*EXERCISE INSTRUCTIONS*:
Please reproduce the entries below exactly, starting at the first line and ending with the line that holds "use std::fmt;".

- - - -

//! Core identifier types for gamefleet.
//!
//! Instance identifiers are opaque strings assigned by the provisioning
//! backend at creation time (for the Kubernetes backend, the pod name).

use serde::{Deserialize, Serialize};
use std::fmt;

/// An opaque identifier for one managed game server instance.
///
/// The identifier is assigned by the `Provisioner` when the instance is
/// created and never changes afterwards. It is treated as an opaque token
/// everywhere outside the provisioning backend.
#[derive(Clone, PartialEq, Eq, Hash, Serialize, Deserialize)]
#[serde(transparent)]
pub struct InstanceId(String);

impl InstanceId {
    /// Create a new `InstanceId` from the provisioner-assigned token.
    #[must_use]
    pub fn new(id: impl Into<String>) -> Self {
        Self(id.into())
    }

    /// Return the identifier as a string slice.
    #[must_use]
    pub fn as_str(&self) -> &str {
        &self.0
    }
}

impl fmt::Debug for InstanceId {
    fn fmt(&self, f: &mut fmt::Formatter<'_>) -> fmt::Result {
        write!(f, "InstanceId({})", self.0)
    }
}

impl fmt::Display for InstanceId {
    fn fmt(&self, f: &mut fmt::Formatter<'_>) -> fmt::Result {
        write!(f, "{}", self.0)
    }
}

impl From<String> for InstanceId {
    fn from(id: String) -> Self {
        Self(id)
    }
}

impl From<&str> for InstanceId {
    fn from(id: &str) -> Self {
        Self(id.to_string())
    }
}

impl AsRef<str> for InstanceId {
    fn as_ref(&self) -> &str {
        &self.0
    }
}

#[cfg(test)]
mod tests {
    use super::*;

    #[test]
    fn instance_id_display() {
        let id = InstanceId::new("gs-0123abcd");
        assert_eq!(id.to_string(), "gs-0123abcd");
        assert_eq!(id.as_str(), "gs-0123abcd");
    }

    #[test]
    fn instance_id_equality() {
        let a = InstanceId::new("gs-a");
        let b = InstanceId::from("gs-a");
        let c = InstanceId::from("gs-c".to_string());
        assert_eq!(a, b);
        assert_ne!(a, c);
    }

    #[test]
    fn instance_id_serde_json() {
        let id = InstanceId::new("gs-42");
        let json = serde_json::to_string(&id).unwrap();
        assert_eq!(json, "\"gs-42\"");
        let parsed: InstanceId = serde_json::from_str(&json).unwrap();
        assert_eq!(id, parsed);
    }
}
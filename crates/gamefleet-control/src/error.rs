//! Error types for the fleet controller.
//!
//! The taxonomy separates failures by blast radius: provisioning failures are
//! abandoned for the current cycle and retried on the next, health check
//! failures downgrade a single instance, and allocation failures are
//! surfaced synchronously to the caller. None of them are fatal to the
//! control loop.

use gamefleet_core::{CoreError, InstanceId};
use gamefleet_provision::ProvisionError;
use thiserror::Error;

use crate::health::HealthCheckError;

/// A result type using `FleetError`.
pub type Result<T> = std::result::Result<T, FleetError>;

/// Errors that can occur in fleet controller operations.
#[derive(Debug, Error)]
pub enum FleetError {
    /// The allocator found no active instance to claim.
    #[error("no capacity available: the active pool is empty")]
    NoCapacityAvailable,

    /// The requested instance is not in the registry.
    #[error("instance not found: {0}")]
    InstanceNotFound(InstanceId),

    /// Provisioning backend error.
    #[error("provisioning error: {0}")]
    Provision(#[from] ProvisionError),

    /// Per-instance health check error.
    #[error("health check error: {0}")]
    Health(#[from] HealthCheckError),

    /// Lifecycle state machine violation.
    #[error("lifecycle error: {0}")]
    State(#[from] CoreError),

    /// Configuration error.
    #[error("configuration error: {0}")]
    Config(String),

    /// Internal error.
    #[error("internal error: {0}")]
    Internal(String),
}

impl FleetError {
    /// Returns the appropriate HTTP status code for this error.
    #[must_use]
    pub const fn http_status_code(&self) -> u16 {
        match self {
            Self::NoCapacityAvailable => 503,
            Self::InstanceNotFound(_) => 404,
            Self::Provision(_) | Self::Health(_) => 502,
            Self::Config(_) => 400,
            Self::State(_) | Self::Internal(_) => 500,
        }
    }

    /// Returns true if this error might be resolved by retrying.
    ///
    /// `NoCapacityAvailable` is retriable because the controller's upscale
    /// policy is expected to eventually resolve it.
    #[must_use]
    pub const fn is_retriable(&self) -> bool {
        matches!(
            self,
            Self::NoCapacityAvailable | Self::Provision(_) | Self::Health(_)
        )
    }
}

#[cfg(test)]
mod tests {
    use super::*;

    #[test]
    fn error_status_codes() {
        assert_eq!(FleetError::NoCapacityAvailable.http_status_code(), 503);
        assert_eq!(
            FleetError::InstanceNotFound(InstanceId::new("gs-1")).http_status_code(),
            404
        );
        assert_eq!(
            FleetError::Config("bad margins".into()).http_status_code(),
            400
        );
        assert_eq!(FleetError::Internal("oops".into()).http_status_code(), 500);
    }

    #[test]
    fn retriable_errors() {
        assert!(FleetError::NoCapacityAvailable.is_retriable());
        assert!(!FleetError::Config("bad".into()).is_retriable());
        assert!(!FleetError::InstanceNotFound(InstanceId::new("gs-1")).is_retriable());
    }
}
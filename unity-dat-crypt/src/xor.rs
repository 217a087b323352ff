//! Byte-wise XOR transform

/// XOR every byte of `data` with `key` into a new buffer of the same length
pub fn decrypt(data: &[u8], key: u8) -> Vec<u8> {
    data.iter().map(|&byte| byte ^ key).collect()
}

/// XOR every byte of `data` with `key` in place
pub fn decrypt_in_place(data: &mut [u8], key: u8) {
    for byte in data.iter_mut() {
        *byte ^= key;
    }
}

/// XOR is its own inverse; obfuscating uses the same transform
pub fn encrypt(data: &[u8], key: u8) -> Vec<u8> {
    decrypt(data, key)
}
//! Error types for the decrypt and export pipelines

use std::io;
use std::path::PathBuf;
use thiserror::Error;

/// Result type alias for unity-dat operations
pub type Result<T> = std::result::Result<T, DatError>;

/// Session-establishing failures
///
/// These abort a whole request (decrypt, bulk export, listing). Per-object
/// problems never show up here; they are [`ReadError`]s collected by the
/// exporter.
#[derive(Error, Debug)]
pub enum DatError {
    /// IO errors when reading/writing files
    #[error("IO error: {0}")]
    Io(#[from] io::Error),

    /// No single-byte key reproduces the signature prefix
    #[error("XOR key not found for {signature_len}-byte signature")]
    KeyNotFound { signature_len: usize },

    /// The bundle reader rejected the bundle
    #[error("Bundle load failed: {0}")]
    Load(#[from] LoadError),

    /// Export directory could not be created
    #[error("Failed to create output directory {path:?}: {source}")]
    OutputDirectory {
        path: PathBuf,
        #[source]
        source: io::Error,
    },

    /// Invalid or unreadable options
    #[error("Configuration error: {0}")]
    Config(String),

    /// Operation not allowed in the current session state
    #[error("Session error: {0}")]
    Session(String),
}

impl DatError {
    /// Create a key-not-found error
    pub fn key_not_found(signature_len: usize) -> Self {
        Self::KeyNotFound { signature_len }
    }

    /// Create an output directory error
    pub fn output_directory<P: Into<PathBuf>>(path: P, source: io::Error) -> Self {
        Self::OutputDirectory {
            path: path.into(),
            source,
        }
    }

    /// Create a configuration error
    pub fn config<S: Into<String>>(message: S) -> Self {
        Self::Config(message.into())
    }

    /// Create a session state error
    pub fn session<S: Into<String>>(message: S) -> Self {
        Self::Session(message.into())
    }
}

/// Errors raised by a bundle reader while loading a whole bundle
#[derive(Error, Debug)]
pub enum LoadError {
    /// I/O errors
    #[error("I/O error: {0}")]
    Io(#[from] io::Error),

    /// Invalid signature
    #[error("Invalid signature: expected {expected}, got {actual}")]
    InvalidSignature { expected: String, actual: String },

    /// The reader does not know these bytes
    #[error("Unknown bundle ({size} bytes)")]
    UnknownBundle { size: usize },

    /// Parsing error
    #[error("Parse error: {0}")]
    Parse(String),
}

impl LoadError {
    /// Create a new invalid signature error
    pub fn invalid_signature<S: Into<String>>(expected: S, actual: S) -> Self {
        Self::InvalidSignature {
            expected: expected.into(),
            actual: actual.into(),
        }
    }

    /// Create a new parse error
    pub fn parse<S: Into<String>>(msg: S) -> Self {
        Self::Parse(msg.into())
    }
}

/// Errors raised by a bundle reader for a single object
#[derive(Error, Debug, Clone, PartialEq, Eq)]
pub enum ReadError {
    /// The object's payload kind cannot be decoded by the reader
    #[error("Unsupported payload: {0}")]
    Unsupported(String),

    /// Payload bytes are damaged
    #[error("Corrupted data detected: {0}")]
    Corrupted(String),

    /// Payload lives in a resource that is not part of the bundle
    #[error("Missing resource: {0}")]
    MissingResource(String),
}

impl ReadError {
    /// Create an unsupported payload error
    pub fn unsupported<S: Into<String>>(msg: S) -> Self {
        Self::Unsupported(msg.into())
    }

    /// Create a corrupted data error
    pub fn corrupted<S: Into<String>>(msg: S) -> Self {
        Self::Corrupted(msg.into())
    }

    /// Create a missing resource error
    pub fn missing_resource<S: Into<String>>(msg: S) -> Self {
        Self::MissingResource(msg.into())
    }
}

/// Error severity levels
#[derive(Debug, Clone, Copy, PartialEq, Eq, PartialOrd, Ord)]
pub enum ErrorSeverity {
    /// Skip the object and continue
    Low,
    /// Should be logged
    Medium,
    /// Operation cannot continue
    Critical,
}

impl DatError {
    /// Get error severity level
    pub fn severity(&self) -> ErrorSeverity {
        match self {
            DatError::Io(_) => ErrorSeverity::Critical,
            DatError::KeyNotFound { .. } => ErrorSeverity::Critical,
            DatError::Load(_) => ErrorSeverity::Critical,
            DatError::OutputDirectory { .. } => ErrorSeverity::Critical,
            DatError::Config(_) => ErrorSeverity::Medium,
            DatError::Session(_) => ErrorSeverity::Medium,
        }
    }
}

impl ReadError {
    /// Get error severity level
    pub fn severity(&self) -> ErrorSeverity {
        match self {
            ReadError::Unsupported(_) => ErrorSeverity::Low,
            ReadError::Corrupted(_) => ErrorSeverity::Medium,
            ReadError::MissingResource(_) => ErrorSeverity::Medium,
        }
    }
}
//! Unity DAT Export
//!
//! Turns the objects of a decrypted bundle into files on disk.
//!
//! Textures become PNG files, audio clips are written verbatim with a
//! `.wav` extension and every other non-empty payload is written verbatim
//! with a `.bytes` extension. The bundle itself is loaded through a
//! caller-supplied [`unity_dat_core::BundleReader`].
//!
//! # Example
//!
//! ```rust,no_run
//! use unity_dat_bundle::UnityFsReader;
//! use unity_dat_export::DatSession;
//!
//! let reader = UnityFsReader::new();
//! let mut session = DatSession::new(&reader, "sharedassets0.dat");
//! for asset in session.open()? {
//!     println!("{} {} {}", asset.index, asset.type_tag, asset.name);
//! }
//! let report = session.export_all("out")?;
//! println!("{}", report.summary());
//! # Ok::<(), unity_dat_core::DatError>(())
//! ```

pub mod classify;
pub mod export;
pub mod issue;
pub mod session;

pub use classify::{AssetClassifier, Classification, ExportFormat};
pub use export::{AssetEntry, ExportReport, Exporter, SingleExport, list_loaded};
pub use issue::ExportIssue;
pub use session::{DatSession, SessionState};
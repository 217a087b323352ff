//! Decrypt-and-browse sessions
//!
//! A session follows one `.dat` file through
//! `Encrypted -> Decrypted -> Browsable`, after which any number of bulk
//! or single exports may run. A failed key recovery is terminal.

use crate::export::{AssetEntry, ExportReport, Exporter, SingleExport, list_loaded};
use std::path::{Path, PathBuf};
use tracing::{info, instrument};
use unity_dat_core::{BundleReader, DatError, DatOptions, Environment, Result};
use unity_dat_crypt::DatDecryptor;

/// Session states
#[derive(Debug, Clone, PartialEq, Eq)]
pub enum SessionState {
    /// Nothing done yet
    Encrypted,
    /// Plaintext written next to the source
    Decrypted { key: u8, path: PathBuf },
    /// Plaintext loaded and listed
    Browsable { key: u8, path: PathBuf },
    /// Key recovery failed; the session cannot continue
    Failed(String),
}

/// One obfuscated bundle being decrypted and browsed
pub struct DatSession<'r, R> {
    reader: &'r R,
    options: DatOptions,
    source: PathBuf,
    state: SessionState,
    assets: Vec<AssetEntry>,
}

impl<'r, R: BundleReader> DatSession<'r, R> {
    /// Start a session for `source` with default options
    pub fn new<P: Into<PathBuf>>(reader: &'r R, source: P) -> Self {
        Self::with_options(reader, source, DatOptions::default())
    }

    /// Start a session for `source`
    pub fn with_options<P: Into<PathBuf>>(reader: &'r R, source: P, options: DatOptions) -> Self {
        Self {
            reader,
            options,
            source: source.into(),
            state: SessionState::Encrypted,
            assets: Vec::new(),
        }
    }

    pub fn state(&self) -> &SessionState {
        &self.state
    }

    pub fn source(&self) -> &Path {
        &self.source
    }

    /// Path of the decrypted bundle once available
    pub fn decrypted_path(&self) -> Option<&Path> {
        match &self.state {
            SessionState::Decrypted { path, .. } | SessionState::Browsable { path, .. } => {
                Some(path)
            }
            _ => None,
        }
    }

    /// Listing taken when the session became browsable
    pub fn assets(&self) -> &[AssetEntry] {
        &self.assets
    }

    /// Recover the key and write the decrypted sibling file.
    ///
    /// A missing key moves the session to [`SessionState::Failed`]. I/O
    /// errors leave it encrypted so the caller may try again.
    #[instrument(skip_all, fields(source = %self.source.display()))]
    pub fn decrypt(&mut self) -> Result<()> {
        match &self.state {
            SessionState::Encrypted => {}
            SessionState::Failed(reason) => return Err(DatError::session(reason.clone())),
            _ => return Ok(()),
        }

        let decryptor = DatDecryptor::new(self.options.clone());
        match decryptor.decrypt_to_sibling(&self.source) {
            Ok(outcome) => {
                self.state = SessionState::Decrypted {
                    key: outcome.key,
                    path: outcome.output,
                };
                Ok(())
            }
            Err(e @ DatError::KeyNotFound { .. }) => {
                self.state = SessionState::Failed(e.to_string());
                Err(e)
            }
            Err(e) => Err(e),
        }
    }

    /// Decrypt if needed, load the plaintext and list its objects
    pub fn open(&mut self) -> Result<&[AssetEntry]> {
        self.decrypt()?;

        let (key, path) = match &self.state {
            SessionState::Decrypted { key, path } => (*key, path.clone()),
            SessionState::Browsable { .. } => return Ok(&self.assets),
            state => return Err(DatError::session(format!("cannot open in state {:?}", state))),
        };

        let env = Environment::load(self.reader, &path)?;
        self.assets = list_loaded(&env, &self.options);
        info!(assets = self.assets.len(), "session browsable");
        self.state = SessionState::Browsable { key, path };
        Ok(&self.assets)
    }

    /// Export every object of the decrypted bundle
    pub fn export_all<P: AsRef<Path>>(&self, out_dir: P) -> Result<ExportReport> {
        let path = self.browsable_path()?;
        self.exporter().export_all(path, out_dir)
    }

    /// Export a single object of the decrypted bundle
    pub fn export_one<P: AsRef<Path>>(&self, index: usize, out_dir: P) -> Result<SingleExport> {
        let path = self.browsable_path()?;
        self.exporter().export_one(path, index, out_dir)
    }

    fn exporter(&self) -> Exporter<'r, R> {
        Exporter::with_options(self.reader, self.options.clone())
    }

    fn browsable_path(&self) -> Result<&Path> {
        match &self.state {
            SessionState::Browsable { path, .. } => Ok(path),
            state => Err(DatError::session(format!(
                "session is not browsable (state {:?})",
                state
            ))),
        }
    }
}

#[cfg(test)]
mod tests {
    use super::*;
    use unity_dat_core::{MemoryObject, MemoryReader};
    use unity_dat_crypt::encrypt;

    const PLAIN: &[u8] = b"UnityFS\0\0\0\0\x08session";

    fn setup(dir: &Path) -> (MemoryReader, PathBuf) {
        let reader = MemoryReader::new().with_bundle(
            PLAIN.to_vec(),
            vec![
                MemoryObject::raw(1, "TextAsset", b"line one".to_vec()).named("lines"),
                MemoryObject::raw(2, "AudioClip", b"RIFF".to_vec()).named("click"),
            ],
        );
        let source = dir.join("resources.dat");
        std::fs::write(&source, encrypt(PLAIN, 0x2a)).unwrap();
        (reader, source)
    }

    #[test]
    fn test_full_session() {
        let dir = tempfile::tempdir().unwrap();
        let (reader, source) = setup(dir.path());
        let mut session = DatSession::new(&reader, &source);
        assert_eq!(session.state(), &SessionState::Encrypted);

        let names: Vec<_> = session.open().unwrap().iter().map(|a| a.name.clone()).collect();
        assert_eq!(names, vec!["lines", "click"]);
        assert_eq!(
            session.state(),
            &SessionState::Browsable {
                key: 0x2a,
                path: dir.path().join("resources_DEC.dat"),
            }
        );

        let out = dir.path().join("export");
        let report = session.export_all(&out).unwrap();
        assert_eq!(report.count(), 2);

        let single = session.export_one(1, dir.path().join("single")).unwrap();
        assert!(single.exported());
        assert!(dir.path().join("single/click.wav").is_file());
    }

    #[test]
    fn test_export_before_open_is_rejected() {
        let dir = tempfile::tempdir().unwrap();
        let (reader, source) = setup(dir.path());
        let session = DatSession::new(&reader, &source);

        let err = session.export_all(dir.path().join("out")).unwrap_err();
        assert!(matches!(err, DatError::Session(_)));
        assert!(!dir.path().join("out").exists());
    }

    #[test]
    fn test_key_failure_is_terminal() {
        let dir = tempfile::tempdir().unwrap();
        let reader = MemoryReader::new();
        let source = dir.path().join("garbage.dat");
        std::fs::write(&source, b"\x00\x00\x00").unwrap();
        let mut session = DatSession::new(&reader, &source);

        assert!(matches!(session.open(), Err(DatError::KeyNotFound { .. })));
        assert!(matches!(session.state(), SessionState::Failed(_)));
        assert!(matches!(session.decrypt(), Err(DatError::Session(_))));
        assert!(session.decrypted_path().is_none());
    }
}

- - - -

*SOLUTION TO THE PROBLEM*:
//! Core identifier types for gamefleet.
//!
//! Instance identifiers are opaque strings assigned by the provisioning
//! backend at creation time (for the Kubernetes backend, the pod name).

use serde::{Deserialize, Serialize};
use std::fmt;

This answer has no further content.